[Stored data entries]
----------------------------------------

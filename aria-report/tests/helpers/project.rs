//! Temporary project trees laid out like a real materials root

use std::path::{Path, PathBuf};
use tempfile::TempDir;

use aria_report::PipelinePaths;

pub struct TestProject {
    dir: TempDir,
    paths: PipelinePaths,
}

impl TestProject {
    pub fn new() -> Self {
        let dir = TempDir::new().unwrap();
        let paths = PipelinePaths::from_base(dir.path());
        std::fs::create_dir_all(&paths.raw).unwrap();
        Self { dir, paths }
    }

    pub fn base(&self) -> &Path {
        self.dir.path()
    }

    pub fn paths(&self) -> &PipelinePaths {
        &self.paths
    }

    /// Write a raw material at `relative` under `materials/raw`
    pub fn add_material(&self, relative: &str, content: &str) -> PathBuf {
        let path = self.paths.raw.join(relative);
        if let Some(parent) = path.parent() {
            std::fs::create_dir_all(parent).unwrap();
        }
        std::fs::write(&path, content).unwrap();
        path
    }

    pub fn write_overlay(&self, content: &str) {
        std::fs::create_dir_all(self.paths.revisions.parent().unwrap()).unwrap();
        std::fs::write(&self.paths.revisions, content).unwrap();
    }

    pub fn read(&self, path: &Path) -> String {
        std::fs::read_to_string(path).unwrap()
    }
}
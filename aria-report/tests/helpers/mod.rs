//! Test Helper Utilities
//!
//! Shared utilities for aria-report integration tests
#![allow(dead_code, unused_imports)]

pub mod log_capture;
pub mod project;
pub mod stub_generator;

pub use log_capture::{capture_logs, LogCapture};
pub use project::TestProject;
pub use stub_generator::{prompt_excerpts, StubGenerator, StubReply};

----------------------------------------

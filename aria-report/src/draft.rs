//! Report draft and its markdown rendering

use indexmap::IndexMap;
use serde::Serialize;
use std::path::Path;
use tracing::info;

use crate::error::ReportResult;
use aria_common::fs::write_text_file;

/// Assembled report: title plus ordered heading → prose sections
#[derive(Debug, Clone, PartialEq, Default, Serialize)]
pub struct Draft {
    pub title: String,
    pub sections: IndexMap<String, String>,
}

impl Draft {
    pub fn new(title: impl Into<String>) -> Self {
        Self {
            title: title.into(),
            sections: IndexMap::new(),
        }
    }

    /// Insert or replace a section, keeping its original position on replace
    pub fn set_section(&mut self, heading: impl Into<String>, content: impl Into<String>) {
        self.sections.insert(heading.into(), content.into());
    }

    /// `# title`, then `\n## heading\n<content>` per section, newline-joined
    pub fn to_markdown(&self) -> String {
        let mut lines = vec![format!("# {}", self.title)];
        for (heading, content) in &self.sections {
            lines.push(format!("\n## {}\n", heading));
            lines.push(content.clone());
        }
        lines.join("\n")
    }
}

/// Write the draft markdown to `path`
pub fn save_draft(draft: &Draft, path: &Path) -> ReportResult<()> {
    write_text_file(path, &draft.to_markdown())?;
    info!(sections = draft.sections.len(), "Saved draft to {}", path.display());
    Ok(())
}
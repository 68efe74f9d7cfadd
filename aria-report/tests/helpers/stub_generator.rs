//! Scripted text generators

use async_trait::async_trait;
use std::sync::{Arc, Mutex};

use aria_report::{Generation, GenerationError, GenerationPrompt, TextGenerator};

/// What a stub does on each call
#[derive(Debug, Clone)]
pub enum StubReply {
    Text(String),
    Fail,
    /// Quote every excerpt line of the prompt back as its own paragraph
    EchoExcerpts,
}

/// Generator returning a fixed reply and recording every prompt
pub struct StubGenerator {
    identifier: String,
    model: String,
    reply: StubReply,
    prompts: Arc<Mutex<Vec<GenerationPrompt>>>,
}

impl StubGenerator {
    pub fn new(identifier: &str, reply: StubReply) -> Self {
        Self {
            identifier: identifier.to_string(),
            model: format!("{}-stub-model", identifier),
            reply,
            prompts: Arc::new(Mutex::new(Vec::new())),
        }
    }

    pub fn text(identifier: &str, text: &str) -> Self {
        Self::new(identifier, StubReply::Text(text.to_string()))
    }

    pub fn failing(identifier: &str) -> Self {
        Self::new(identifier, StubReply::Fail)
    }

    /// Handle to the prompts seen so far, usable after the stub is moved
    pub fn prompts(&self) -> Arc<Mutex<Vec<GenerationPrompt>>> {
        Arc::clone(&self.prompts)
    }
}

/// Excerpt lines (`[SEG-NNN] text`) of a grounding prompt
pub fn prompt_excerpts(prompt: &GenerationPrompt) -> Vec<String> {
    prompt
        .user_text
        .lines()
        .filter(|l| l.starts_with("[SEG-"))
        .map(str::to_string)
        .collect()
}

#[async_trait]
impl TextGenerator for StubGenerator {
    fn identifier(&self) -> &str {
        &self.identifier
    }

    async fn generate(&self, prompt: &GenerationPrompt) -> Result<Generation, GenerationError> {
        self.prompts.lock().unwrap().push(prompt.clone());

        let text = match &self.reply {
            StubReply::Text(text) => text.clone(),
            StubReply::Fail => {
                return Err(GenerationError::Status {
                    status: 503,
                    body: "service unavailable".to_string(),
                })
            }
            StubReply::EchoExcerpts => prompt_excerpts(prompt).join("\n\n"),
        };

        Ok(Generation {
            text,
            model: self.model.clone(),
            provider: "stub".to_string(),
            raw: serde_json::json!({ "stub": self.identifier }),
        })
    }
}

----------------------------------------

### What you are asked to do
Please return every line of the records that contains the word "derive".

### Written answer
#[derive(Debug, Clone, PartialEq, Default, Serialize)]
#[derive(Debug, Clone)]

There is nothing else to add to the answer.